Возвращение «Одиссеи»

В российском прокате — отреставрированная версия главного шедевра Стэнли Кубрика
Сергей Уваров
Фото: Getty Images/Corbis/Sunset Boulevard

В российский прокат через 50 лет после создания выходит один из ключевых фильмов XX века — «2001 год: Космическая одиссея» Стэнли Кубрика. К юбилею картину отреставрировали под руководством Кристофера Нолана («Интерстеллар») с оригинальной 70-миллиметровой пленки и перевели в формат IMAX. Не зря: огромный экран идеален для безупречного визуального ряда и соразмерен философскому масштабу произведения.

Удивительно, но фантастическая лента полувековой давности сегодня не кажется устаревшей. Напротив, ее форма по-прежнему поражает (много ли мы вспомним блокбастеров, где за первые полчаса не звучит ни одного слова?), каждый кадр воспринимается как произведение искусства, а идеи, заложенные Кубриком и соавтором сценария Артуром Кларком, сохраняют актуальность. И вряд ли когда-то ее потеряют.

«Космическая одиссея» — это не про 2001 год, в котором разворачивается действие основной части фильма, и даже не про будущее в целом. Это — про вечное. Почему происходит эволюция? Существует ли во Вселенной разум, превосходящий человеческий? Что есть первооснова жизни? В отличие от Нолана, иллюстрировавшего в «Интерстелларе» реальную научную гипотезу, Кубрик не дает ответов. Вместо физики у него — метафизика, вместо гимна познанию — декларация принципиальной непознаваемости мира.

Можно усматривать в «Космической одиссее» связь с реальными событиями (фильм предвосхитил высадку первого человека на Луну), можно — дискутировать о религиозных мотивах, на что намекнул сам Кубрик в одном из интервью. Но буквальной трактовке картина не поддается. «Космическая одиссея» — цепочка символов, художественных метафор, большинство из которых оказались столь емкими и выразительными, что давно уже начали жить отдельно от фильма.

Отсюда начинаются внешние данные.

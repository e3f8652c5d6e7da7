//! The check engine: an ordered registry of program checks.

use resonate_config::BuildSettings;
use resonate_diagnostics::Diagnostic;
use resonate_ir::Program;
use tracing::debug;

use crate::rules::register_builtin_rules;
use crate::{CheckContext, ProgramCheck};

/// Runs registered checks in registration order, stopping at the first
/// failure.
pub struct CheckEngine {
    checks: Vec<Box<dyn ProgramCheck>>,
}

impl CheckEngine {
    /// Creates an engine with every built-in check registered.
    pub fn new() -> Self {
        let mut engine = Self::empty();
        register_builtin_rules(&mut engine);
        engine
    }

    /// Creates an engine with no checks.
    pub fn empty() -> Self {
        Self { checks: Vec::new() }
    }

    /// Appends a check.
    pub fn register(&mut self, check: Box<dyn ProgramCheck>) {
        self.checks.push(check);
    }

    /// Returns the number of registered checks.
    pub fn check_count(&self) -> usize {
        self.checks.len()
    }

    /// Returns the names of all registered checks, in run order.
    pub fn check_names(&self) -> Vec<&str> {
        self.checks.iter().map(|c| c.name()).collect()
    }

    /// Runs every check against the program.
    pub fn run(&self, program: &Program, context: &CheckContext<'_>) -> Result<(), Diagnostic> {
        for check in &self.checks {
            debug!(check = check.name(), "running check");
            check.check(program, context)?;
        }
        Ok(())
    }
}

impl Default for CheckEngine {
    fn default() -> Self {
        Self::new()
    }
}

/// Runs all built-in checks against a linked program.
pub fn check_program(program: &Program, settings: &BuildSettings) -> Result<(), Diagnostic> {
    let context = CheckContext::new(program, settings)?;
    CheckEngine::new().run(program, &context)
}

#[cfg(test)]
mod tests {
    use super::*;
    use resonate_diagnostics::{Category, DiagnosticCode};
    use resonate_source::Span;
    use std::sync::atomic::{AtomicUsize, Ordering};
    use std::sync::Arc;

    struct Counting {
        name: &'static str,
        fail: bool,
        runs: Arc<AtomicUsize>,
    }

    impl ProgramCheck for Counting {
        fn code(&self) -> DiagnosticCode {
            DiagnosticCode::new(Category::Invariant, 399)
        }
        fn name(&self) -> &str {
            self.name
        }
        fn description(&self) -> &str {
            "a test check"
        }
        fn check(&self, _program: &Program, _context: &CheckContext<'_>) -> Result<(), Diagnostic> {
            self.runs.fetch_add(1, Ordering::SeqCst);
            if self.fail {
                Err(Diagnostic::error(self.code(), "failed", Span::DUMMY))
            } else {
                Ok(())
            }
        }
    }

    #[test]
    fn builtin_order() {
        let engine = CheckEngine::new();
        assert_eq!(
            engine.check_names(),
            vec![
                "module-structure",
                "advance-and-stream-calls",
                "connections",
                "recursion-and-stack",
                "infinite-loops",
                "block-parameters",
                "graph-cycles",
                "stream-operations",
                "function-return-types",
            ]
        );
    }

    #[test]
    fn stops_at_first_failure() {
        let runs = Arc::new(AtomicUsize::new(0));
        let mut engine = CheckEngine::empty();
        for (name, fail) in [("a", false), ("b", true), ("c", false)] {
            engine.register(Box::new(Counting {
                name,
                fail,
                runs: Arc::clone(&runs),
            }));
        }
        assert_eq!(engine.check_count(), 3);

        let program = Program::new();
        let settings = BuildSettings::default();
        let context = CheckContext::new(&program, &settings).unwrap();
        let err = engine.run(&program, &context).unwrap_err();
        assert_eq!(err.message, "failed");
        assert_eq!(runs.load(Ordering::SeqCst), 2);
    }

    #[test]
    fn empty_program_passes() {
        check_program(&Program::new(), &BuildSettings::default()).unwrap();
    }
}
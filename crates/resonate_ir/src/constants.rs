//! The program-wide constant table.

use crate::arena::Arena;
use crate::ids::ConstantId;
use crate::value::Value;
use serde::{Deserialize, Serialize};
use std::collections::HashMap;

/// Deduplicated storage for every constant in a program.
///
/// Structurally equal values share one [`ConstantId`]. The lookup index is
/// not serialised and is rebuilt on first use after deserialisation.
#[derive(Clone, Debug, Default, Serialize, Deserialize)]
pub struct ConstantTable {
    values: Arena<ConstantId, Value>,
    #[serde(skip)]
    index: HashMap<Value, ConstantId>,
}

impl ConstantTable {
    /// Creates an empty table.
    pub fn new() -> Self {
        Self::default()
    }

    /// Returns the handle for `value`, adding it if it is new.
    pub fn intern(&mut self, value: Value) -> ConstantId {
        if self.index.len() != self.values.len() {
            self.index = self.values.iter().map(|(id, v)| (v.clone(), id)).collect();
        }
        if let Some(id) = self.index.get(&value) {
            return *id;
        }
        let id = self.values.alloc(value.clone());
        self.index.insert(value, id);
        id
    }

    /// Returns the value behind a handle.
    pub fn get(&self, id: ConstantId) -> &Value {
        &self.values[id]
    }

    /// Returns the value behind a handle, if the handle is valid.
    pub fn try_get(&self, id: ConstantId) -> Option<&Value> {
        self.values.try_get(id)
    }

    /// Returns the number of distinct constants.
    pub fn len(&self) -> usize {
        self.values.len()
    }

    /// Returns `true` if the table holds no constants.
    pub fn is_empty(&self) -> bool {
        self.values.is_empty()
    }
}

#[cfg(test)]
mod tests {
    use super::*;
    use crate::types::Type;

    #[test]
    fn equal_values_share_a_handle() {
        let mut table = ConstantTable::new();
        let a = table.intern(Value::Float32(0.5));
        let b = table.intern(Value::Float32(0.5));
        let c = table.intern(Value::Float64(0.5));
        assert_eq!(a, b);
        assert_ne!(a, c);
        assert_eq!(table.len(), 2);
        assert_eq!(table.get(c), &Value::Float64(0.5));
    }

    #[test]
    fn aggregates_intern_structurally() {
        let mut table = ConstantTable::new();
        let ty = Type::array(Type::int32(), 2);
        let a = table.intern(Value::aggregate(ty.clone(), vec![Value::Int32(1), Value::Int32(2)]));
        let b = table.intern(Value::aggregate(ty, vec![Value::Int32(1), Value::Int32(2)]));
        assert_eq!(a, b);
    }

    #[test]
    fn index_rebuilt_after_deserialise() {
        let mut table = ConstantTable::new();
        let id = table.intern(Value::Int64(9));
        let json = serde_json::to_string(&table).unwrap();
        let mut restored: ConstantTable = serde_json::from_str(&json).unwrap();
        assert_eq!(restored.intern(Value::Int64(9)), id);
        assert_eq!(restored.len(), 1);
    }
}
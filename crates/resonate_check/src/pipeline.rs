//! The link-and-verify pipeline.

use rayon::prelude::*;
use resonate_config::BuildSettings;
use resonate_diagnostics::{Diagnostic, DiagnosticList};
use resonate_ir::Program;
use resonate_link::{link_endpoints, specialise_instances};
use tracing::info;

use crate::engine::check_program;

/// Specialises, links and checks a program.
///
/// On success the linked program is returned. On failure the program is
/// dropped and the list holds the diagnostic that stopped the pipeline.
pub fn link_and_verify(mut program: Program, settings: &BuildSettings) -> Result<Program, DiagnosticList> {
    match run_stages(&mut program, settings) {
        Ok(()) => Ok(program),
        Err(diag) => {
            let mut list = DiagnosticList::new();
            list.push(diag);
            Err(list)
        }
    }
}

/// Runs [`link_and_verify`] on independent programs in parallel.
///
/// Each program is owned by exactly one worker. Results keep the input
/// order.
pub fn verify_programs(
    programs: Vec<Program>,
    settings: &BuildSettings,
) -> Vec<Result<Program, DiagnosticList>> {
    programs
        .into_par_iter()
        .map(|program| link_and_verify(program, settings))
        .collect()
}

fn run_stages(program: &mut Program, settings: &BuildSettings) -> Result<(), Diagnostic> {
    info!(modules = program.modules.len(), "specialising processor instances");
    specialise_instances(program, settings)?;

    info!("linking endpoints");
    link_endpoints(program)?;

    info!("checking program");
    check_program(program, settings)?;

    info!(modules = program.modules.len(), "program verified");
    Ok(())
}

#[cfg(test)]
mod tests {
    use super::*;
    use resonate_heart::{check_round_trip, parse, to_heart};

    const SYNTH: &str = "#HEART 1
namespace Dsp
{
    function scale (float32 $x, float32 $amount) -> float32
    {
        @block_0:
            return multiply ($x, $amount);
    }
}
processor Osc
{
    output out stream float32;
    param float32 gain;
    var float32 phase;
    function run () -> void
    {
        @block_0:
            write out pure_call Dsp::scale (Osc::phase, Osc::gain);
            advance;
            branch @block_0;
    }
}
processor Mixer
{
    input in stream float32;
    input level event float32;
    output out stream float32;
    var float32 amount = 1.0f;
    event level (float32 $v) -> void
    {
        @block_0:
            Mixer::amount = $v;
            return;
    }
    function run () -> void
    {
        var float32 $x;
        @block_0:
            $x = read in;
            write out multiply ($x, Mixer::amount);
            advance;
            branch @block_0;
    }
}
graph Voice
{
    output out stream float32;
    node osc = Osc (0.5f);
    node mix = Mixer;
    connection osc.out -> mix.in;
    connection mix.out -> out;
}
graph Top [[main: true]]
{
    input level = voice.mix.level;
    output out stream float32;
    node voice = Voice;
    connection voice.out -> out;
}
";

    #[test]
    fn links_and_verifies_a_synth() {
        let program = link_and_verify(parse(SYNTH).unwrap(), &BuildSettings::default()).unwrap();
        let text = to_heart(&program);
        assert!(text.contains("    node osc = Osc_specialised_1;\n"));
        assert!(text.contains("    let float32 gain = 0.5f;\n"));
        assert!(text.contains("    input level event float32;\n"));
        assert!(text.contains("    connection level -> voice.expose_voice_mix_level;\n"));
        assert!(text.contains("    connection expose_voice_mix_level -> mix.level;\n"));
        check_round_trip(&program).unwrap();
    }

    #[test]
    fn failure_returns_one_diagnostic() {
        let broken = SYNTH.replace("connection osc.out -> mix.in;", "connection osc.out -> mix.level;");
        let list = link_and_verify(parse(&broken).unwrap(), &BuildSettings::default()).unwrap_err();
        assert_eq!(list.len(), 1);
        assert!(list.has_errors());
        assert_eq!(list.first_error().unwrap().code.to_string(), "T202");
    }

    #[test]
    fn parallel_programs_are_independent() {
        let looping = SYNTH.replace(
            "connection mix.out -> out;",
            "connection mix.out -> out;\n    connection mix.out -> osc.out;",
        );
        let programs = vec![
            parse(SYNTH).unwrap(),
            parse(&looping).unwrap(),
            parse(SYNTH).unwrap(),
        ];
        let results = verify_programs(programs, &BuildSettings::default());
        assert_eq!(results.len(), 3);
        assert!(results[0].is_ok());
        assert!(results[1].is_err());
        assert!(results[2].is_ok());
        let a = to_heart(results[0].as_ref().unwrap());
        let b = to_heart(results[2].as_ref().unwrap());
        assert_eq!(a, b);
    }
}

Монолит в пустыне и младенец в космосе, красный «глаз» компьютера HAL9000 и космический корабль, «танцующий» под вальс Иоганна Штрауса... Бесконечные цитаты, пародии, реклама и клипы «по мотивам» сделали образы «Одиссеи» поистине народными, хотя сама картина народной никогда не была.

Первые зрители были смущены непонятностью происходящего на экране. И своим мировым успехом в прокате фильм был обязан не новаторскому содержанию и экспериментальной киноформе, выстроенной по оперным принципам, а невиданным в те годы спецэффектам. За них Кубрик и получил единственный в своей карьере «Оскар» (по сути, глубоко второстепенная номинация), а вовсе не за режиссуру или сценарий.

Впрочем, влияние картины на кинематограф оказалось столь сильным, что никакие премии не смогли бы стать его адекватным отражением. «Космическая одиссея» проложила дорогу «Солярису» Тарковского и «Звездным войнам» Лукаса, франшизе про Чужого и всей кинофантастике Стивена Спилберга (включая «Искусственный разум», задуманный самим Кубриком и переданный им младшему товарищу «по наследству»). В последнее десятилетие эстафету подхватили Дени Вильнев («Прибытие») и уже упомянутый Нолан.

Но годы идут, а кубриковский шедевр по-прежнему возвышается, как загадочный монолит, на фоне более или менее удачных попыток создать нечто сопоставимое. Дело в том, что остальных режиссеров интересует человеческое, Кубрика же — сверхчеловеческое. Недаром тема из симфонической поэмы «Так говорил Заратустра» Рихарда Штрауса так хорошо подошла к начальным и финальным кадрам фильма. Правда, искать ключи к сюжету в ницшеанстве, да и в любых других философских, научных, теософских концепциях — столь же бессмысленно, как пытаться объяснить магию черной стелы. Остается только завороженно наблюдать за открывающим новые горизонты полетом «Одиссеи» и — радоваться очередному ее возвращению на нашу орбиту.